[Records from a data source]
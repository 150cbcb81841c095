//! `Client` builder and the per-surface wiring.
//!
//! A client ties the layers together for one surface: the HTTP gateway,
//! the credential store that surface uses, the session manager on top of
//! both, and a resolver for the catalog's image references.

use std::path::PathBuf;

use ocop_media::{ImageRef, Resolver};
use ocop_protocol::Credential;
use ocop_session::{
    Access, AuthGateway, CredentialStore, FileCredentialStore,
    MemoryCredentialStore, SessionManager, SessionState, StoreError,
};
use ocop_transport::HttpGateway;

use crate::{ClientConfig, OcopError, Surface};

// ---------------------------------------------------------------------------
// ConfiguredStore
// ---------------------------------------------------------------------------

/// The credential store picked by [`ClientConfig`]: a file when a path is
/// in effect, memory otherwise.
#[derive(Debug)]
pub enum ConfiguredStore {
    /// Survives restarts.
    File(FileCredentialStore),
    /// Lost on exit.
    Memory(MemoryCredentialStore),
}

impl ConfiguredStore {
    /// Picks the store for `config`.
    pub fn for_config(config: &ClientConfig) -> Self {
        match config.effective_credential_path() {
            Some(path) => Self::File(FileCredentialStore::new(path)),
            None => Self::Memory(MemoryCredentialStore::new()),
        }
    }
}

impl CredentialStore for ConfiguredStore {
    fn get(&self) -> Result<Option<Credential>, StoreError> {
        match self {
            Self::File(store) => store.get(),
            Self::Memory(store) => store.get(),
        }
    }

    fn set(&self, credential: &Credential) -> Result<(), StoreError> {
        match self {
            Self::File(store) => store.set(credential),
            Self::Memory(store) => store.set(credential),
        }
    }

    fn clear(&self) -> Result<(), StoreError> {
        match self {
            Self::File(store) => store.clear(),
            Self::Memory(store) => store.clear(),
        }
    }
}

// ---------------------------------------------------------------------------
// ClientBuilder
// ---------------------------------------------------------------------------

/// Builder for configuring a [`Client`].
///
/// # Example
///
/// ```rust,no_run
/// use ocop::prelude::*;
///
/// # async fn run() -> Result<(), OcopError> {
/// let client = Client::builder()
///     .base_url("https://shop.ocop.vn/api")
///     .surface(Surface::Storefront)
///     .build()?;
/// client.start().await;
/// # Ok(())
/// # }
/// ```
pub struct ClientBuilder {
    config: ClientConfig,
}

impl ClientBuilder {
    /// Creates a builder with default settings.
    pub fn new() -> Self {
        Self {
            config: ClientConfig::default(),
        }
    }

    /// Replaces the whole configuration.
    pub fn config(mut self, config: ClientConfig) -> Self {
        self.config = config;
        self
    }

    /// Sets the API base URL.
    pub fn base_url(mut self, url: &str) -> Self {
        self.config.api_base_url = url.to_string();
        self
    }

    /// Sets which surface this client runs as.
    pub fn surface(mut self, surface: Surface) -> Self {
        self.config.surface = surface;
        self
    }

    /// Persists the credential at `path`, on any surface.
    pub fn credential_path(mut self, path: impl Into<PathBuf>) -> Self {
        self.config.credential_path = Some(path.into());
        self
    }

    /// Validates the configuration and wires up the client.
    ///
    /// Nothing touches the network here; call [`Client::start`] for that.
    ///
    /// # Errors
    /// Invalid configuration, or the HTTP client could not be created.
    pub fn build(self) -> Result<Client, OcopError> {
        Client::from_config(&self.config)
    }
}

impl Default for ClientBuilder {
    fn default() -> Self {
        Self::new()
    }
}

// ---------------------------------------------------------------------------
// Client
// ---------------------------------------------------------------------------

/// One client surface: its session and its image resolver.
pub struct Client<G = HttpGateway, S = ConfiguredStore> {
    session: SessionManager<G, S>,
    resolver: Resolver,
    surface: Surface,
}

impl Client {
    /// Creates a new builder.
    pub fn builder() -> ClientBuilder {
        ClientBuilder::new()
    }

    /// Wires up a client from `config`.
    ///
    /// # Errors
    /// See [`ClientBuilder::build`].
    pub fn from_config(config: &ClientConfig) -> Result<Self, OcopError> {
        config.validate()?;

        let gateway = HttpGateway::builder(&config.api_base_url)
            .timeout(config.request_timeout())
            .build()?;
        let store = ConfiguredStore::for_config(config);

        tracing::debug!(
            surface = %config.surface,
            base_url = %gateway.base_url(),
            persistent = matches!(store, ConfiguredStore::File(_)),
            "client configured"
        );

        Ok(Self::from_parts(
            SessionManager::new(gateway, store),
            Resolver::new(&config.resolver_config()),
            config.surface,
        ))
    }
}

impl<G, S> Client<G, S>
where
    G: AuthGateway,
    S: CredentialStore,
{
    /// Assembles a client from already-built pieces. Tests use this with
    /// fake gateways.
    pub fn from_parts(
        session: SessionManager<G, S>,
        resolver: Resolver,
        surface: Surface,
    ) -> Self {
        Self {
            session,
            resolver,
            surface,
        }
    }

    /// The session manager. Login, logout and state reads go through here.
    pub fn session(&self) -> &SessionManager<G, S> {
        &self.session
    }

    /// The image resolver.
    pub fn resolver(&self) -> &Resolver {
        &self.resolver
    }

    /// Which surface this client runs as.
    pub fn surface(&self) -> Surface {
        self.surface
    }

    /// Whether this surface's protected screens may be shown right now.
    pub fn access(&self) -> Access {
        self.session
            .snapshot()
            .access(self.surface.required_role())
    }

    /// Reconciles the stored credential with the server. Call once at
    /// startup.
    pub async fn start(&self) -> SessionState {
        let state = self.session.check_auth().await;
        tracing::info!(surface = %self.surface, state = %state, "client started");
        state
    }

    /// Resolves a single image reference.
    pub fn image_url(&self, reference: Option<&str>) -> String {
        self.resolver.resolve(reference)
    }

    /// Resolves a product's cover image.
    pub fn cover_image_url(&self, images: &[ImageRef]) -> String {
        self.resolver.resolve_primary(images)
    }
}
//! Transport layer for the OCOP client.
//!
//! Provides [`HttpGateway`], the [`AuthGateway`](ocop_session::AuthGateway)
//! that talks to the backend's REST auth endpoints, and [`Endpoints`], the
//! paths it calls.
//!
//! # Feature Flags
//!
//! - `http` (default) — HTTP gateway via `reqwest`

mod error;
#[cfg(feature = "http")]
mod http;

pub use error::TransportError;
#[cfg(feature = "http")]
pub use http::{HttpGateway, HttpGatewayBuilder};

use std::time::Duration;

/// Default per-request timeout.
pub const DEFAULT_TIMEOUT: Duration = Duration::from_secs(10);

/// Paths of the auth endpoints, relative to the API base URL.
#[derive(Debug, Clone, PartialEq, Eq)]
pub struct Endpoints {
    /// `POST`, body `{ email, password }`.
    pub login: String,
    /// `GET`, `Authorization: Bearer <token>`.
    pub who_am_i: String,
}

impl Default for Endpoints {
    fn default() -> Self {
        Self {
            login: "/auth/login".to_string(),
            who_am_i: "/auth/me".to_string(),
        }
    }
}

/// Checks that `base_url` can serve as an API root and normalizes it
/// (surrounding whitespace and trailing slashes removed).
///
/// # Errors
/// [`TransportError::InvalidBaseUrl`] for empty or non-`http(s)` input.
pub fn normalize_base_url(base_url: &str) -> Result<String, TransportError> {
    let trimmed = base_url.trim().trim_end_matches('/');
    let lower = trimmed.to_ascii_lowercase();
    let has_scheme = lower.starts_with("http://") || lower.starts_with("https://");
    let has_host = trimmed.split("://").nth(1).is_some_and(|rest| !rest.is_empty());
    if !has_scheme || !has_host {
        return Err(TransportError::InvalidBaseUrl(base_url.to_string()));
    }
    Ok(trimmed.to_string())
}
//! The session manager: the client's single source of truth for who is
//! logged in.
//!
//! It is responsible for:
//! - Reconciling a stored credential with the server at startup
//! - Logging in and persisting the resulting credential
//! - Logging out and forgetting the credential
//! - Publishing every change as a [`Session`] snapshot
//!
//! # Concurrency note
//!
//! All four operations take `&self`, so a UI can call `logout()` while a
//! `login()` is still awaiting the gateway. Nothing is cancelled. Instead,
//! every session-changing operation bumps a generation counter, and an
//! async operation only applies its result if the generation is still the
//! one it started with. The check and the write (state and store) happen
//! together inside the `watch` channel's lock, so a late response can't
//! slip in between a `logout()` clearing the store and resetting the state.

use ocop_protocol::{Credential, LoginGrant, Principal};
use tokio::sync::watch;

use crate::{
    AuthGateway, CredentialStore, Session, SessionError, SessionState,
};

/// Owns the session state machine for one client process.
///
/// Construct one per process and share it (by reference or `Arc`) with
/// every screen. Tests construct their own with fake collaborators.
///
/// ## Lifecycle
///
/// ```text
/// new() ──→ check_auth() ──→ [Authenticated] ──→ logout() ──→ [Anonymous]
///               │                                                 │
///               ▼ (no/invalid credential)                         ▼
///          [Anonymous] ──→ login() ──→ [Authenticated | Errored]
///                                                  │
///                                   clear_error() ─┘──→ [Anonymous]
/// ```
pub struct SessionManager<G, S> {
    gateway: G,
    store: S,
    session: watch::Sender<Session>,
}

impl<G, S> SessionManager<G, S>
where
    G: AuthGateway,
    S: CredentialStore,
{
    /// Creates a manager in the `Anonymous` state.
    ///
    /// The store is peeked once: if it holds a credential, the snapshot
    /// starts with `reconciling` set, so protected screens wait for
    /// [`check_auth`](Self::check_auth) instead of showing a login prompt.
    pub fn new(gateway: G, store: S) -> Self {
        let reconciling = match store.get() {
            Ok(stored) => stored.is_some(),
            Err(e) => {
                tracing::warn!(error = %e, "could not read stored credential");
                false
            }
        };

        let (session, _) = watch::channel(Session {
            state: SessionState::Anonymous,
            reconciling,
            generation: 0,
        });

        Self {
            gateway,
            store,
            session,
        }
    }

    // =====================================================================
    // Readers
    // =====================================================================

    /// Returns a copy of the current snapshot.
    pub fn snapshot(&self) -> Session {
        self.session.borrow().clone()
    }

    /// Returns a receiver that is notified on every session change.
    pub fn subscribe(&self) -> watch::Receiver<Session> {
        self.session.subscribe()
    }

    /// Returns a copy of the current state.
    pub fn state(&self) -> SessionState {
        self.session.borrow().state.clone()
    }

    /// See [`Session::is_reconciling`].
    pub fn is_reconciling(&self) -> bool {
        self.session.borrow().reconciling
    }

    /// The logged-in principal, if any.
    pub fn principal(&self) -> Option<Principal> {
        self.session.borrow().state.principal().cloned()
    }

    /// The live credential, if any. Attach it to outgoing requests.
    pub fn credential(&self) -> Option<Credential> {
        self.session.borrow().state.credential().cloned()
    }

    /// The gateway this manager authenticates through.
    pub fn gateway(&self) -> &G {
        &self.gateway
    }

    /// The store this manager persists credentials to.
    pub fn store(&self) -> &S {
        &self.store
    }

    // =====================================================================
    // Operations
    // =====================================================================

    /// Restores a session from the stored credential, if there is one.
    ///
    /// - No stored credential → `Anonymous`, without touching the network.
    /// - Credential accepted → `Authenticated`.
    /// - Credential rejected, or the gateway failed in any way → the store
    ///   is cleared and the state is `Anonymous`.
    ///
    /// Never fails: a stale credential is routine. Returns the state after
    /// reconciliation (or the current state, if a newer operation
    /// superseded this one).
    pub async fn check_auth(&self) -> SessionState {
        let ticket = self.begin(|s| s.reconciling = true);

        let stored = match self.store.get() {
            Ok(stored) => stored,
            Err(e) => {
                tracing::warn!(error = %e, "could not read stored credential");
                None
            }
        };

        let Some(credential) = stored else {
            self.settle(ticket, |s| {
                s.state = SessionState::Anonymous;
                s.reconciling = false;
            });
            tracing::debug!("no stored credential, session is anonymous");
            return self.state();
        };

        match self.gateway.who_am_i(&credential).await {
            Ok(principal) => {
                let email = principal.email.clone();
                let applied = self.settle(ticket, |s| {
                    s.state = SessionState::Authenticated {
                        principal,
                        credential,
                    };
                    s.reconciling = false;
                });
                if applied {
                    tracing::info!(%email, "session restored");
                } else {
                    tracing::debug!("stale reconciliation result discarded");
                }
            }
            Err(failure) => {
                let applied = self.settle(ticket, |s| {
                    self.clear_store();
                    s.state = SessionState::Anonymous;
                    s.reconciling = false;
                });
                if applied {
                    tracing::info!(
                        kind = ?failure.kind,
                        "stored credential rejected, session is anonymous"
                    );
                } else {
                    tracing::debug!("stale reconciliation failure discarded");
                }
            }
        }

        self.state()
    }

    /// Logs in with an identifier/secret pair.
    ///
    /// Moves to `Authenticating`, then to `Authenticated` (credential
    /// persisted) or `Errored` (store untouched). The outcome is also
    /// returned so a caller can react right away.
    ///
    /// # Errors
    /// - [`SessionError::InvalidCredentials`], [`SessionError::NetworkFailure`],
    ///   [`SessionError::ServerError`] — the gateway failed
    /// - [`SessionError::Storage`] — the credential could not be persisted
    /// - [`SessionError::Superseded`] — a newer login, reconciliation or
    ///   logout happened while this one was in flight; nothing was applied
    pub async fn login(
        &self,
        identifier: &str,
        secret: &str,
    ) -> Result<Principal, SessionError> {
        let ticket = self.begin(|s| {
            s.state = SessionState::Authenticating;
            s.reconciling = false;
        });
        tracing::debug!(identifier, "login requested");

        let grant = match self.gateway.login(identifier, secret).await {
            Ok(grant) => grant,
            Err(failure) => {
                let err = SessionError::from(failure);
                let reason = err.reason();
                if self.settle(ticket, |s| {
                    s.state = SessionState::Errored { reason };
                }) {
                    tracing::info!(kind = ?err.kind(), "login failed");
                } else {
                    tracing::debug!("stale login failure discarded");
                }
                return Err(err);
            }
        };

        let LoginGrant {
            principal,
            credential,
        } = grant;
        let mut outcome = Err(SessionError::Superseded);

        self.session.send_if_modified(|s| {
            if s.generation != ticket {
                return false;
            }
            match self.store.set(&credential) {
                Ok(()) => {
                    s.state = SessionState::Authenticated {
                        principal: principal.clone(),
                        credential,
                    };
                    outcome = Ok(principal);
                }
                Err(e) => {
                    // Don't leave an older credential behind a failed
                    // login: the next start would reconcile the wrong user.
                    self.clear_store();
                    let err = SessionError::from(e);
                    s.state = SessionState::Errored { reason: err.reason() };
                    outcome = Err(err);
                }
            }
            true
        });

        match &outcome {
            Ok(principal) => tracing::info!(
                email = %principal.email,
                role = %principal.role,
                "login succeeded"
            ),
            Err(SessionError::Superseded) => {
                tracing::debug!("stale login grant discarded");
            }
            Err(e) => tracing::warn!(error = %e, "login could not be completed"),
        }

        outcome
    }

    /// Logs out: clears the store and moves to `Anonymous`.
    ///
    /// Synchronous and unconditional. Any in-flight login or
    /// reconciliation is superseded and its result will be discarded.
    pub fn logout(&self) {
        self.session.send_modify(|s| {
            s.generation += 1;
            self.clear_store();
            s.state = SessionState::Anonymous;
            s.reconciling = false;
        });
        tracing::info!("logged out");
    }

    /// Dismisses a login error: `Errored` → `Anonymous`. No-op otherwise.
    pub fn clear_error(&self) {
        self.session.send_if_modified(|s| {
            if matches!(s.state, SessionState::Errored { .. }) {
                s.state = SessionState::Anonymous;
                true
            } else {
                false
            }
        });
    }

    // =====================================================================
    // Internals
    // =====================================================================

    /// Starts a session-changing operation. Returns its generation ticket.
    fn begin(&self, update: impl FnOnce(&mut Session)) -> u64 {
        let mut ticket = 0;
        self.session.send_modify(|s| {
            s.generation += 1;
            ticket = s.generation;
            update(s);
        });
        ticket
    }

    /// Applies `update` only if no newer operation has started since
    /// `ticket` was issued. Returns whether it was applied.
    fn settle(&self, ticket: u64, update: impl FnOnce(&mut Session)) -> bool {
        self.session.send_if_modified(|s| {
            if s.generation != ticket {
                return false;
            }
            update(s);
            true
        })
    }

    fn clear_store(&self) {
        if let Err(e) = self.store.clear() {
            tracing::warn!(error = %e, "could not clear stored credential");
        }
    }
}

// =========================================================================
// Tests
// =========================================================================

### WHAT YOU NEED TO DO
Copy every line of the records above that holds the word "Logging".

### TASK RESULT
//! - Logging in and persisting the resulting credential
//! - Logging out and forgetting the credential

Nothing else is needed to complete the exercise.